The South Dakota National Guard traces its history to the establishment of the Dakota Territory on March 2, 1861. Just prior to the establishment of the territory, in the 1850s, the U.S. Army had established garrisons at Fort Pierre and Fort Randall on the Missouri River. The U.S. Army detachments had been deployed to protect the settlers in Dakota from Native American tribes, but when the Civil War started, the U.S. Army withdrew most of its forces to put down the Confederate States of America. Because of this, the territorial governor William Jayne raised two companies of volunteer militia in December 1861, which were the predecessors of the South Dakota National Guard.

Since that historic date in 1862, the SDNG has seen combat during the Spanish-American War, World War I and II, Operation Just Cause and Operation Desert Storm. The National Guard was also called up during the Mexican Border Conflict, Korean War, Berlin Crisis and peacekeeping missions in Bosnia and Kosovo.

===Historical units===
- 147th Field Artillery Regiment
- 132d Engineer Battalion
- 109th Engineer Regiment

In Jan. 2013, Charmaine White Face raised concerns about radiation exposure of South Dakota Army National Guard soldiers in the Buffalo Gap National Grassland.

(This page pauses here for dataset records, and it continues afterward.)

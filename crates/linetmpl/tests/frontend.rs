use std::collections::BTreeSet;

use linetmpl::{
    compile, parse, Error, Frontend, FuncError, FuncMap, Node, NodeKind, NodeRef, NodeType,
    Template, Tree,
};
use proptest::prelude::*;
use serde_json::{json, Value};

const PLATE: &str = "/[.Date]/[.Plate]/[.Year]";

fn plate_data() -> Value {
    json!({"Date": "20180201", "Plate": "ABC123", "Year": "2018"})
}

fn types(nodes: &[Node]) -> Vec<NodeType> {
    nodes.iter().map(Node::node_type).collect()
}

fn only_arg(action: &Node) -> &Node {
    let NodeKind::Action { pipe: Some(pipe) } = action.kind() else {
        panic!("not an action: {action:?}");
    };
    let NodeKind::Pipe { cmds, .. } = pipe.kind() else {
        panic!("not a pipe: {pipe:?}");
    };
    let NodeKind::Command { args } = cmds[0].kind() else {
        panic!("not a command: {:?}", cmds[0]);
    };
    &args[0]
}

/// Keys a node object may carry besides `nodeType`, `pos` and `line`.
fn allowed_keys(tag: &str) -> &'static [&'static str] {
    match tag {
        "TEXT" | "NUMBER" | "STRING" => &["text"],
        "ACTION" => &["pipe"],
        "PIPE" => &["isAssign", "decl", "cmds"],
        "COMMAND" => &["args"],
        "VARIABLE" | "FIELD" | "IDENTIFIER" => &["ident"],
        "CHAIN" => &["node", "field"],
        "BOOL" => &["true"],
        "DOT" | "NIL" => &[],
        other => panic!("unknown tag {other}"),
    }
}

/// Check every node object in `value` against its tag; return how many were seen.
fn check_tag_fields(value: &Value) -> usize {
    let object = value.as_object().expect("node is an object");
    let tag = object["nodeType"].as_str().expect("nodeType is a string");
    let mut expected: BTreeSet<&str> = allowed_keys(tag).iter().copied().collect();
    if tag == "CHAIN" && !object.contains_key("node") {
        expected.remove("node");
    }
    expected.extend(["nodeType", "pos", "line"]);
    let actual: BTreeSet<&str> = object.keys().map(String::as_str).collect();
    assert_eq!(actual, expected, "fields of {value}");

    let mut count = 1;
    for key in ["pipe", "node"] {
        if let Some(child) = object.get(key) {
            count += check_tag_fields(child);
        }
    }
    for key in ["decl", "cmds", "args"] {
        if let Some(children) = object.get(key).and_then(Value::as_array) {
            count += children.iter().map(check_tag_fields).sum::<usize>();
        }
    }
    count
}

#[test]
fn plate_template_parses_to_text_and_actions() {
    let tree = parse("plate", PLATE).unwrap();
    assert_eq!(tree.name, "plate");
    assert_eq!(
        types(&tree.nodes),
        vec![
            NodeType::Text,
            NodeType::Action,
            NodeType::Text,
            NodeType::Action,
            NodeType::Text,
            NodeType::Action,
        ]
    );
    let fields: Vec<_> = tree
        .nodes
        .iter()
        .filter(|node| node.node_type() == NodeType::Action)
        .map(|action| match only_arg(action).kind() {
            NodeKind::Field { ident } => ident.join("."),
            other => panic!("expected a field, got {other:?}"),
        })
        .collect();
    assert_eq!(fields, vec!["Date", "Plate", "Year"]);
}

#[test]
fn plate_template_executes() {
    let tmpl = compile("plate", PLATE).unwrap();
    assert_eq!(tmpl.render(&plate_data()).unwrap(), "/20180201/ABC123/2018");
}

#[test]
fn compiled_output_matches_default_delimiters() {
    let sources = [
        (
            "[$d := .Date][printf \"%s-%s\" $d .Plate] [.Year | len]",
            "{{$d := .Date}}{{printf \"%s-%s\" $d .Plate}} {{.Year | len}}",
        ),
        (PLATE, "/{{.Date}}/{{.Plate}}/{{.Year}}"),
        ("[/* note */][.Missing]", "{{/* note */}}{{.Missing}}"),
    ];
    for (square, braces) in sources {
        let compiled = compile("t", square).unwrap().render(&plate_data()).unwrap();
        let reference = Template::new("t").parse(braces).unwrap().render(&plate_data()).unwrap();
        assert_eq!(compiled, reference, "{square}");
    }
}

#[test]
fn unicode_plate_template() {
    let source = "/[.日期]/[.车牌]/[.年]/[.月]/[.日]/[.违法代码]_[.序号].jpg";
    let tree = parse("plate", source).unwrap();
    assert_eq!(tree.nodes.len(), 15);
    assert_eq!(tree.nodes[14].kind(), &NodeKind::Text { text: ".jpg".to_string() });

    let data = json!({
        "日期": "20180201", "车牌": "ABC123", "年": "2018", "月": "02", "日": "01",
        "违法代码": "1625", "序号": 3,
    });
    let out = compile("plate", source).unwrap().render(&data).unwrap();
    assert_eq!(out, "/20180201/ABC123/2018/02/01/1625_3.jpg");
}

#[test]
fn chain_keeps_base_and_path() {
    let tree = parse("t", "[.A.B.C]").unwrap();
    let NodeKind::Chain { node: Some(base), field } = only_arg(&tree.nodes[0]).kind() else {
        panic!("expected a chain: {tree:?}");
    };
    assert_eq!(field, &["B", "C"]);
    assert_eq!(base.kind(), &NodeKind::Field { ident: vec!["A".to_string()] });
}

#[test]
fn variable_paths_and_declarations() {
    let tree = parse("t", "[$x := .A][$x.B.C]").unwrap();
    let NodeKind::Action { pipe: Some(pipe) } = tree.nodes[0].kind() else {
        panic!("expected an action");
    };
    let NodeKind::Pipe { is_assign, decl, cmds } = pipe.kind() else {
        panic!("expected a pipe");
    };
    assert!(!is_assign);
    assert_eq!(decl[0].kind(), &NodeKind::Variable { ident: vec!["$x".to_string()] });
    assert_eq!(cmds.len(), 1);

    assert_eq!(
        only_arg(&tree.nodes[1]).kind(),
        &NodeKind::Variable {
            ident: vec!["$x".to_string(), "B".to_string(), "C".to_string()]
        }
    );
}

#[test]
fn command_arguments_keep_order() {
    let tree = parse("t", r#"[printf "%v %v %v" true 1.5 nil . $]"#).unwrap();
    let NodeKind::Action { pipe: Some(pipe) } = tree.nodes[0].kind() else {
        panic!("expected an action");
    };
    let NodeKind::Pipe { cmds, .. } = pipe.kind() else {
        panic!("expected a pipe");
    };
    let NodeKind::Command { args } = cmds[0].kind() else {
        panic!("expected a command");
    };
    assert_eq!(
        types(args),
        vec![
            NodeType::Identifier,
            NodeType::String,
            NodeType::Bool,
            NodeType::Number,
            NodeType::Nil,
            NodeType::Dot,
            NodeType::Variable,
        ]
    );
    assert_eq!(args[0].kind(), &NodeKind::Identifier { ident: vec!["printf".to_string()] });
    assert_eq!(args[1].kind(), &NodeKind::String { text: "%v %v %v".to_string() });
    assert_eq!(args[3].kind(), &NodeKind::Number { text: "1.5".to_string() });
}

#[test]
fn integer_literals_at_the_limits() {
    for literal in ["-9223372036854775808", "0x8000000000000000", "18446744073709551615"] {
        let tree = parse("t", &format!("[{literal}]")).unwrap();
        assert_eq!(only_arg(&tree.nodes[0]).kind(), &NodeKind::Number { text: literal.to_string() });
    }

    let out = compile("t", "[-9223372036854775808] [0x8000000000000000]")
        .unwrap()
        .render(&json!({}))
        .unwrap();
    assert_eq!(out, "-9223372036854775808 9223372036854775808");
}

#[test]
fn comments_are_elided() {
    let tree = parse("t", "a[/* one */]b[- /* two */ -] c").unwrap();
    assert_eq!(types(&tree.nodes), vec![NodeType::Text, NodeType::Text, NodeType::Text]);
    assert_eq!(tree.nodes[2].kind(), &NodeKind::Text { text: "c".to_string() });
}

#[test]
fn unsupported_constructs_are_errors() {
    for source in [
        "[if .A]x[end]",
        "[range .L]x[end]",
        "[with .A]x[else]y[end]",
        r#"[define "x"]y[end][template "x"]"#,
    ] {
        let err = parse("t", source).unwrap_err();
        assert!(matches!(err, Error::Unsupported(_)), "{source}: {err}");
    }
}

#[test]
fn grammar_errors_pass_through() {
    let err = parse("t", "x\n[.A").unwrap_err();
    let Error::Syntax(syntax) = &err else {
        panic!("expected a syntax error, got {err}");
    };
    assert_eq!(syntax.line, 2);
    assert_eq!(err.to_string(), syntax.to_string());

    let err = parse("t", "[shout .A]").unwrap_err();
    assert!(err.to_string().contains(r#"function "shout" not defined"#), "{err}");
    assert!(compile("t", "[shout .A]").is_err());
}

#[test]
fn default_braces_are_plain_text() {
    let tree = parse("t", "{{.A}}").unwrap();
    assert_eq!(tree.nodes.len(), 1);
    assert_eq!(tree.nodes[0].kind(), &NodeKind::Text { text: "{{.A}}".to_string() });
    let out = compile("t", "{{.A}}").unwrap().render(&json!({"A": 1})).unwrap();
    assert_eq!(out, "{{.A}}");
}

#[test]
fn custom_function_table() {
    let funcs = FuncMap::new().with("shout", |args: &[Value]| match args {
        [Value::String(s)] => Ok(json!(s.to_uppercase())),
        _ => Err(FuncError::new("shout wants one string")),
    });
    let frontend = Frontend::new(funcs);
    assert!(frontend.funcs().get("shout").is_some());

    let tree = frontend.parse("t", "[.A | shout]").unwrap();
    let NodeKind::Action { pipe: Some(pipe) } = tree.nodes[0].kind() else {
        panic!("expected an action");
    };
    assert_eq!(pipe.children().len(), 2);

    let tmpl = frontend.compile("t", "[.A | shout]!").unwrap();
    assert_eq!(tmpl.render(&json!({"A": "hey"})).unwrap(), "HEY!");
}

#[test]
fn parse_with_visitor_rejection() {
    let frontend = Frontend::default();
    let err = frontend
        .parse_with("t", "[.Secret] [.Name]", &mut |source: NodeRef<'_>, _: &mut Node| match source {
            NodeRef::Field(field) if field.ident[0] == "Secret" => Err(format!("field {} is not allowed", field.ident[0])),
            _ => Ok(()),
        })
        .unwrap_err();
    assert_eq!(err.into_visitor().as_deref(), Some("field Secret is not allowed"));
}

#[test]
fn wire_shape() {
    let tree = parse("t", "a[.B true]").unwrap();
    assert_eq!(
        serde_json::to_value(&tree).unwrap(),
        json!({
            "name": "t",
            "nodes": [
                {"nodeType": "TEXT", "text": "a", "pos": 0, "line": 1},
                {
                    "nodeType": "ACTION",
                    "pipe": {
                        "nodeType": "PIPE",
                        "isAssign": false,
                        "decl": [],
                        "cmds": [{
                            "nodeType": "COMMAND",
                            "args": [
                                {"nodeType": "FIELD", "ident": ["B"], "pos": 2, "line": 1},
                                {"nodeType": "BOOL", "true": true, "pos": 5, "line": 1},
                            ],
                            "pos": 2,
                            "line": 1,
                        }],
                        "pos": 2,
                        "line": 1,
                    },
                    "pos": 2,
                    "line": 1,
                },
            ],
        })
    );
}

#[test]
fn wire_snapshot() {
    let tree = parse("plate", "/[.Date]").unwrap();
    insta::assert_snapshot!(serde_json::to_string_pretty(&tree).unwrap(), @r#"
    {
      "name": "plate",
      "nodes": [
        {
          "nodeType": "TEXT",
          "text": "/",
          "pos": 0,
          "line": 1
        },
        {
          "nodeType": "ACTION",
          "pipe": {
            "nodeType": "PIPE",
            "isAssign": false,
            "decl": [],
            "cmds": [
              {
                "nodeType": "COMMAND",
                "args": [
                  {
                    "nodeType": "FIELD",
                    "ident": [
                      "Date"
                    ],
                    "pos": 2,
                    "line": 1
                  }
                ],
                "pos": 2,
                "line": 1
              }
            ],
            "pos": 2,
            "line": 1
          },
          "pos": 2,
          "line": 1
        }
      ]
    }
    "#);
}

#[test]
fn trees_deserialize_from_wire_shape() {
    let tree = parse("t", "[$x := (.A).B][$x | printf \"%q\"] tail").unwrap();
    let text = serde_json::to_string(&tree).unwrap();
    let back: Tree = serde_json::from_str(&text).unwrap();
    assert_eq!(back, tree);

    let minimal: Tree = serde_json::from_value(json!({
        "name": "m",
        "nodes": [{"nodeType": "DOT", "pos": 4}],
    }))
    .unwrap();
    assert_eq!(minimal.nodes[0].kind(), &NodeKind::Dot);
    assert_eq!(minimal.nodes[0].line, None);
}

#[test]
fn every_node_follows_its_tag() {
    let tree = parse(
        "t",
        r#"x[$v := .A.B][$v = 2][printf "%d" (len .L) | print][(.M).N][nil | print]["s"][true]"#,
    )
    .unwrap();
    let value = serde_json::to_value(&tree).unwrap();
    let total: usize = value["nodes"].as_array().unwrap().iter().map(check_tag_fields).sum();
    assert!(total > 20, "only {total} nodes");
}

fn action_strategy() -> impl Strategy<Value = String> {
    let name = "[A-Z][a-z]{0,4}";
    prop_oneof![
        name.prop_map(|n| format!(".{n}")),
        (name, name).prop_map(|(a, b)| format!(".{a}.{b}")),
        (name, name).prop_map(|(a, b)| format!("(.{a}).{b}")),
        name.prop_map(|n| format!("$v := .{n}")),
        name.prop_map(|n| format!("printf \"%v\" .{n}")),
        name.prop_map(|n| format!(".{n} | print")),
        (0i64..1000).prop_map(|n| format!("print {n}")),
        "[a-z ]{0,6}".prop_map(|s| format!("print {s:?}")),
        Just("$".to_string()),
        Just("print nil true".to_string()),
    ]
}

fn template_strategy() -> impl Strategy<Value = Vec<(String, String)>> {
    proptest::collection::vec(("[a-z/ _.-]{1,8}", action_strategy()), 0..8)
}

proptest! {
    #[test]
    fn supported_templates_parse_completely(pieces in template_strategy()) {
        let source: String = pieces.iter().map(|(text, action)| format!("{text}[{action}]")).collect();
        let tree = parse("t", &source).unwrap();
        prop_assert_eq!(tree.nodes.len(), pieces.len() * 2);
        for (pair, (text, _)) in tree.nodes.chunks(2).zip(&pieces) {
            prop_assert_eq!(pair[0].kind(), &NodeKind::Text { text: text.clone() });
            prop_assert_eq!(pair[1].node_type(), NodeType::Action);
        }
        let positions: Vec<usize> = tree.nodes.iter().map(|node| node.pos).collect();
        prop_assert!(positions.windows(2).all(|w| w[0] < w[1]));

        let value = serde_json::to_value(&tree).unwrap();
        for node in value["nodes"].as_array().unwrap() {
            check_tag_fields(node);
        }
    }
}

==South Dakota Air National Guard==
- South Dakota Air National Guard
  - 114th Fighter Wing

== Use of private funding for deployment ==
In June 2021, Governor Kristi Noem announced the deployment of up to 50 National Guard troops to the southern U.S. border to be funded by a private donor. The announcement was characterized as "unprecedented and unethical" by military and oversight experts.